### EXERCISE DESCRIPTION
Please copy each line in the records below that contains the string "anyhow".

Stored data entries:
---+---

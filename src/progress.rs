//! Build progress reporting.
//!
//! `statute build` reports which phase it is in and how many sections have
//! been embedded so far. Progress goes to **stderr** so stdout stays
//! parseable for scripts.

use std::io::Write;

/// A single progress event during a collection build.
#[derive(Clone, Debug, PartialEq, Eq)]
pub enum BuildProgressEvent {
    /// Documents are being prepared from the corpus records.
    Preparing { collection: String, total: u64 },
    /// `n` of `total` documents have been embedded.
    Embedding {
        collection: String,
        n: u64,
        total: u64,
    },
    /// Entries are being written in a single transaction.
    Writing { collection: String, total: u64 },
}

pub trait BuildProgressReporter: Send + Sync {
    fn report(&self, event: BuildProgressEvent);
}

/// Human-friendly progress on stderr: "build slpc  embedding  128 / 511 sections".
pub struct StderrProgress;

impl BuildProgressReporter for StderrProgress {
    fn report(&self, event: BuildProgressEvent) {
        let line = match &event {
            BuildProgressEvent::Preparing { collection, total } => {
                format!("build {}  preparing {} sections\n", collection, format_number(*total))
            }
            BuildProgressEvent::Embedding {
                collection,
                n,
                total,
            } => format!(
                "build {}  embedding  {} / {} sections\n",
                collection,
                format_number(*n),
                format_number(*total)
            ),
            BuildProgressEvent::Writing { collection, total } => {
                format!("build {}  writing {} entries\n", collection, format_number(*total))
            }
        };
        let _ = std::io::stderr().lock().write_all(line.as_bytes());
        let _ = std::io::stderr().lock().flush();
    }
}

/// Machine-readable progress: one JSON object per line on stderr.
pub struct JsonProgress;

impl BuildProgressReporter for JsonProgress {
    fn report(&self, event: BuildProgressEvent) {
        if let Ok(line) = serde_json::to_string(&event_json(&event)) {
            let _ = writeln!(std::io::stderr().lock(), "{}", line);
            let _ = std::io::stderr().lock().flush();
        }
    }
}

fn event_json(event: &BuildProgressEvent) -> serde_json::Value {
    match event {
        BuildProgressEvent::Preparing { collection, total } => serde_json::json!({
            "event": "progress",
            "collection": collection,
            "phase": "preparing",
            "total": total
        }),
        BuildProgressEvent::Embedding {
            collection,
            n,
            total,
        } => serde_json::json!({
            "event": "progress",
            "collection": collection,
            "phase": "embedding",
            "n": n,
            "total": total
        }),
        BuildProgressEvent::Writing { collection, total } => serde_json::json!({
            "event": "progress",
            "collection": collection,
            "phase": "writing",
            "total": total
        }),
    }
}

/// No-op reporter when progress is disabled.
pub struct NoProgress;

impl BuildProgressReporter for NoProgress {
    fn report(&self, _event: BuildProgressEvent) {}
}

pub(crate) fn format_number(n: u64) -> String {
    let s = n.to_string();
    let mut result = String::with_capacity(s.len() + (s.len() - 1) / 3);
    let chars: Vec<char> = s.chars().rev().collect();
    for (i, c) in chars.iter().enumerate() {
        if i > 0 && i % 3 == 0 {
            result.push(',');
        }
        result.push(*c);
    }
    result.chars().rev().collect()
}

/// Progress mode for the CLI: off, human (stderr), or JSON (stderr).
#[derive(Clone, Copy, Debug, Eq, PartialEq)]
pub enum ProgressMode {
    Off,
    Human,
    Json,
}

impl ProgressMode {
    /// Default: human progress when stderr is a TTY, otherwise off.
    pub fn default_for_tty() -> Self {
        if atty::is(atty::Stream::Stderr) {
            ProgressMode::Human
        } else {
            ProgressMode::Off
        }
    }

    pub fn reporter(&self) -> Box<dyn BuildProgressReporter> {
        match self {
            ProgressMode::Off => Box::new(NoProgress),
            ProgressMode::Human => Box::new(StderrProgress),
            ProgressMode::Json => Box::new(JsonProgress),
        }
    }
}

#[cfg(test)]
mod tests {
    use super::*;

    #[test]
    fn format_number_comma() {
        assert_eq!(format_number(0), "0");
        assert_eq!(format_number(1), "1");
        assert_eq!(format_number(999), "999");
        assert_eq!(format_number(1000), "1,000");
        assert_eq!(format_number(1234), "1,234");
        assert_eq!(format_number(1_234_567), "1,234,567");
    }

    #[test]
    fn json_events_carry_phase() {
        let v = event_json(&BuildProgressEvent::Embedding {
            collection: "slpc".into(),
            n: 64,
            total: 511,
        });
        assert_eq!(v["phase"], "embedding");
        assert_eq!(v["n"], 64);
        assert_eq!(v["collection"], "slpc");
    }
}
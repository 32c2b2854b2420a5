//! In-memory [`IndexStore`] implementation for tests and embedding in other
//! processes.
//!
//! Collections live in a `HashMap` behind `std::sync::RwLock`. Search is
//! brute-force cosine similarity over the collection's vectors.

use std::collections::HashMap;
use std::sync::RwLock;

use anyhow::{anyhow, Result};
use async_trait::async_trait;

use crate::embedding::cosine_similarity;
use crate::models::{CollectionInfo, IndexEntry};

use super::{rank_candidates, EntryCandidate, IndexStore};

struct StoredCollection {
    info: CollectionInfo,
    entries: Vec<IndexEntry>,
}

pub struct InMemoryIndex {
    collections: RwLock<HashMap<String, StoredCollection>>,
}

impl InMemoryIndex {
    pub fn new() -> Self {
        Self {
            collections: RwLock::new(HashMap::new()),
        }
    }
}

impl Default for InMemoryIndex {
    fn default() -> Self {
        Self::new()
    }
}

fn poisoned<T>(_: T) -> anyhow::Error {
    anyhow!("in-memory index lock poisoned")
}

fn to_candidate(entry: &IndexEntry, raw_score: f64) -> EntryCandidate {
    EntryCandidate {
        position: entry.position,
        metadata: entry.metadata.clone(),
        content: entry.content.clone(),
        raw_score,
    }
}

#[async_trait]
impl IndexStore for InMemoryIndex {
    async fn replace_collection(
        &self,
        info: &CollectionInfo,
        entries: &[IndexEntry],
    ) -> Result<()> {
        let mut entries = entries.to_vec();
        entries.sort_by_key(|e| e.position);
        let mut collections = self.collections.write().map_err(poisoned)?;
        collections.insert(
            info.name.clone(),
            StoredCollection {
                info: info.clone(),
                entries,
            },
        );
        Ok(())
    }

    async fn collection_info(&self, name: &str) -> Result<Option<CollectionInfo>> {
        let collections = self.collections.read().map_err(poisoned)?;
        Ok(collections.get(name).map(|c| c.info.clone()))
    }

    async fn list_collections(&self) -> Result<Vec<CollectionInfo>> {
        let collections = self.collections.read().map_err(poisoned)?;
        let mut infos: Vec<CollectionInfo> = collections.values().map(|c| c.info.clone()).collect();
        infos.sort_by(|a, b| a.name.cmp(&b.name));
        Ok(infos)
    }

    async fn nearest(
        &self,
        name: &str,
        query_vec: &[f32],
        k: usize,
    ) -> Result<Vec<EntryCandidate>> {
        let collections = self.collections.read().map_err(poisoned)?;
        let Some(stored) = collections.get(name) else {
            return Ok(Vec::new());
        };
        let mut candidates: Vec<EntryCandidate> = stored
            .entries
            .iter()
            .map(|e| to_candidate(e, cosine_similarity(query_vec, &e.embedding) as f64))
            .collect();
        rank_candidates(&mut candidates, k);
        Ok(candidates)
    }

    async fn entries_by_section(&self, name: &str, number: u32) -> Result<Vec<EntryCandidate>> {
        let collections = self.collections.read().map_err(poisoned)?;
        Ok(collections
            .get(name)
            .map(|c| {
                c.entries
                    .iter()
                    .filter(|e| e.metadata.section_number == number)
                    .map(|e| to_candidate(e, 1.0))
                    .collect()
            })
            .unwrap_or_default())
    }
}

---+---

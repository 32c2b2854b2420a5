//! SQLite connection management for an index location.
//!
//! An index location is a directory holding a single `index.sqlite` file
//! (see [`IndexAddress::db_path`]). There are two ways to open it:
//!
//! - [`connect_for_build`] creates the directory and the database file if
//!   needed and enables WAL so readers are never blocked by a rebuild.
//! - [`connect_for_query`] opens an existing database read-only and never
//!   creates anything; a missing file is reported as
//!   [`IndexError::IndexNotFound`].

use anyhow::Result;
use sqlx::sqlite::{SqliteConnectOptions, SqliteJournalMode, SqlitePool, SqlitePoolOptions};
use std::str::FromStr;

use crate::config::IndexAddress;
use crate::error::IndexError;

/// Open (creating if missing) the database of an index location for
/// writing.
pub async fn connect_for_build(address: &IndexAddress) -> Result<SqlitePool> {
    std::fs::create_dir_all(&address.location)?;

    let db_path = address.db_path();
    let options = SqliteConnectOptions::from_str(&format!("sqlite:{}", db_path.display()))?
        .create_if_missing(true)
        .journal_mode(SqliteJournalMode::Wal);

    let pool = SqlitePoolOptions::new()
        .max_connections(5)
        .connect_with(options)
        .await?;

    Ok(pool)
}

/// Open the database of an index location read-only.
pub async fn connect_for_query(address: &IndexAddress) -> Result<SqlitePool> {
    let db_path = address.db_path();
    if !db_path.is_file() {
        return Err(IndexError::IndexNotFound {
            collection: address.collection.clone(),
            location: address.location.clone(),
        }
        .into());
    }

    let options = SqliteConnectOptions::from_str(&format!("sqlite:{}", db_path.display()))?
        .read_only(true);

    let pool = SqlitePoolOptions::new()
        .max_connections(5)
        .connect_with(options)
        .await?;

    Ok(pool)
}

---+---

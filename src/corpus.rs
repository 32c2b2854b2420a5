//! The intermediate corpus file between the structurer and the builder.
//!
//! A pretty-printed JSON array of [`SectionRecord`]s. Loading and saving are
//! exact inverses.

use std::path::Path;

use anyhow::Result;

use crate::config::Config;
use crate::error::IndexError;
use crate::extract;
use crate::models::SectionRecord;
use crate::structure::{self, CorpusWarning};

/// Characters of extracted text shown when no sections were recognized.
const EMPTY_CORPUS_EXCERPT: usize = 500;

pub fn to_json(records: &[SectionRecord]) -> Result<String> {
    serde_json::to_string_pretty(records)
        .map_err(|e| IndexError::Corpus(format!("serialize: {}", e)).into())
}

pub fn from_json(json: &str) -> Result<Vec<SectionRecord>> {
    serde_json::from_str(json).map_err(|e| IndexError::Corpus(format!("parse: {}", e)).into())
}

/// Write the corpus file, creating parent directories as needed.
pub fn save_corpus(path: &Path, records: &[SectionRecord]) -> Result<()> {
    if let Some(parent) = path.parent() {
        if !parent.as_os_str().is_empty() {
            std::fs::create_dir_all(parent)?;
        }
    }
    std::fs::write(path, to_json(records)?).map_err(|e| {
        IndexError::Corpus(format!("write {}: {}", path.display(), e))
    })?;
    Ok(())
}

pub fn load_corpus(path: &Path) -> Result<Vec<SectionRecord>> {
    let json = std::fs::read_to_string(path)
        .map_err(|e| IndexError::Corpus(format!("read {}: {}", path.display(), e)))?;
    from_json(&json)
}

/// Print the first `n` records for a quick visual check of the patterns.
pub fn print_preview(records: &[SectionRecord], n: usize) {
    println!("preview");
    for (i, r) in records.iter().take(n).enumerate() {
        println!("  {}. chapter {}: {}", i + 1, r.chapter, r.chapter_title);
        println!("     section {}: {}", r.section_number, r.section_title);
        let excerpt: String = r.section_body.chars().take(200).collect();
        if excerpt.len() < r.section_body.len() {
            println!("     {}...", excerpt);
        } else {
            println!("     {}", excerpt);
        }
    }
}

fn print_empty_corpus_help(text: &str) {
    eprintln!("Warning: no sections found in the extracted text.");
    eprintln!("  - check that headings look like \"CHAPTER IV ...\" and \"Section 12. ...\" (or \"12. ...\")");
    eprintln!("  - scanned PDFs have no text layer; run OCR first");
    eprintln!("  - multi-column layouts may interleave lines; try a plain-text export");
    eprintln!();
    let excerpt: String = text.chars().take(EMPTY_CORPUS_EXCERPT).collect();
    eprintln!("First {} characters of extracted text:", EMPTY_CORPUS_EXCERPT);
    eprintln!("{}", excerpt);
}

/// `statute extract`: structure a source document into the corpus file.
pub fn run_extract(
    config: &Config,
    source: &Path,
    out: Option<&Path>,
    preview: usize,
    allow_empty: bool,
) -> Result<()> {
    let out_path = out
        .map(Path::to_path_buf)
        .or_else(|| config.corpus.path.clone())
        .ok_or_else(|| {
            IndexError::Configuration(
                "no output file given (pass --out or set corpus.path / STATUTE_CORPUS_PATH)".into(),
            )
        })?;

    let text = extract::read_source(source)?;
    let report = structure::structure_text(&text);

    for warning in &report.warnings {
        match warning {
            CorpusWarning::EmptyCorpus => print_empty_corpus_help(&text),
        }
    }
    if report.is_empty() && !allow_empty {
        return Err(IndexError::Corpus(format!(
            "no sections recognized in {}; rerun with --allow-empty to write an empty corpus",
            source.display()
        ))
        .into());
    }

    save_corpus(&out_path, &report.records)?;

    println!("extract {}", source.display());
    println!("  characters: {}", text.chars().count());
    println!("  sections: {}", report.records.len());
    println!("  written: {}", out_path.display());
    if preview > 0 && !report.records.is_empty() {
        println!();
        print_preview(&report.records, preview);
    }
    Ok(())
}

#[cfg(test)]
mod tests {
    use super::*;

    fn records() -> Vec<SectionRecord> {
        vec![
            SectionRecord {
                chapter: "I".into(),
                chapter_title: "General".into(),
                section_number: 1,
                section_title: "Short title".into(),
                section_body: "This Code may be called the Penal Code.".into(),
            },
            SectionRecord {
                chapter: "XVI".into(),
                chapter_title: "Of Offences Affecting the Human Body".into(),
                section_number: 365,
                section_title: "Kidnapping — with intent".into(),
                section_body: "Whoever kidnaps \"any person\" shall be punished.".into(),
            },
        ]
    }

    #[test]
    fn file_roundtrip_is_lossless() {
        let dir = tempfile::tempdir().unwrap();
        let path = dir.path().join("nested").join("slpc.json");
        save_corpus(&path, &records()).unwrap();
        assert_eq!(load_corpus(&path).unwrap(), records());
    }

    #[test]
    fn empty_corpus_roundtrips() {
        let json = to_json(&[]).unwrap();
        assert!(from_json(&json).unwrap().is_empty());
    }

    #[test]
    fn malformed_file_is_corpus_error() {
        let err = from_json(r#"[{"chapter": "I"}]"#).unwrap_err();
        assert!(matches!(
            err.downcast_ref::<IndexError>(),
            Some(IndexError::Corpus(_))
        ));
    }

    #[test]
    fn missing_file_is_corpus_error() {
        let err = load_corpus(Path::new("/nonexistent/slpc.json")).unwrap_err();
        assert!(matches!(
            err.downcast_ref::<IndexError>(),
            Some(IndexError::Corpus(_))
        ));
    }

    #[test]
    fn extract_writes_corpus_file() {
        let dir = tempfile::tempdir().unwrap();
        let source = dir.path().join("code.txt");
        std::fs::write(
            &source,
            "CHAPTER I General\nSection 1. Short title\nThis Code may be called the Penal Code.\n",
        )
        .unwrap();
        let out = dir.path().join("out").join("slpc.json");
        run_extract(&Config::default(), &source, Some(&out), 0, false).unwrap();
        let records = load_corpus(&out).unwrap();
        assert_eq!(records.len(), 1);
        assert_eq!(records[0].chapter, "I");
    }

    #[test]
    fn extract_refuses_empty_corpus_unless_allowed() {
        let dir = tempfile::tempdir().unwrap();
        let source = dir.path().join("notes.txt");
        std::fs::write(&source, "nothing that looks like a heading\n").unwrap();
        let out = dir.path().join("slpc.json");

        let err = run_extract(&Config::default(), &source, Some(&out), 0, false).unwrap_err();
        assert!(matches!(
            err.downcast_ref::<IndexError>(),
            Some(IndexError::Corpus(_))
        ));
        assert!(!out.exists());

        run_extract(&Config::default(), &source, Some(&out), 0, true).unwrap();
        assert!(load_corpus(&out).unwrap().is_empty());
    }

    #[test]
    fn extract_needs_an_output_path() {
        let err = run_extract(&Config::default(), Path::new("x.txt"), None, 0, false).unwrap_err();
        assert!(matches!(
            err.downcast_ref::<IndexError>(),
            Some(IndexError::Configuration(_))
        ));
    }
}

---+---

### SOLUTION TO THIS PROBLEM
use anyhow::{anyhow, Result};
fn poisoned<T>(_: T) -> anyhow::Error {
    anyhow!("in-memory index lock poisoned")
use anyhow::Result;
use anyhow::Result;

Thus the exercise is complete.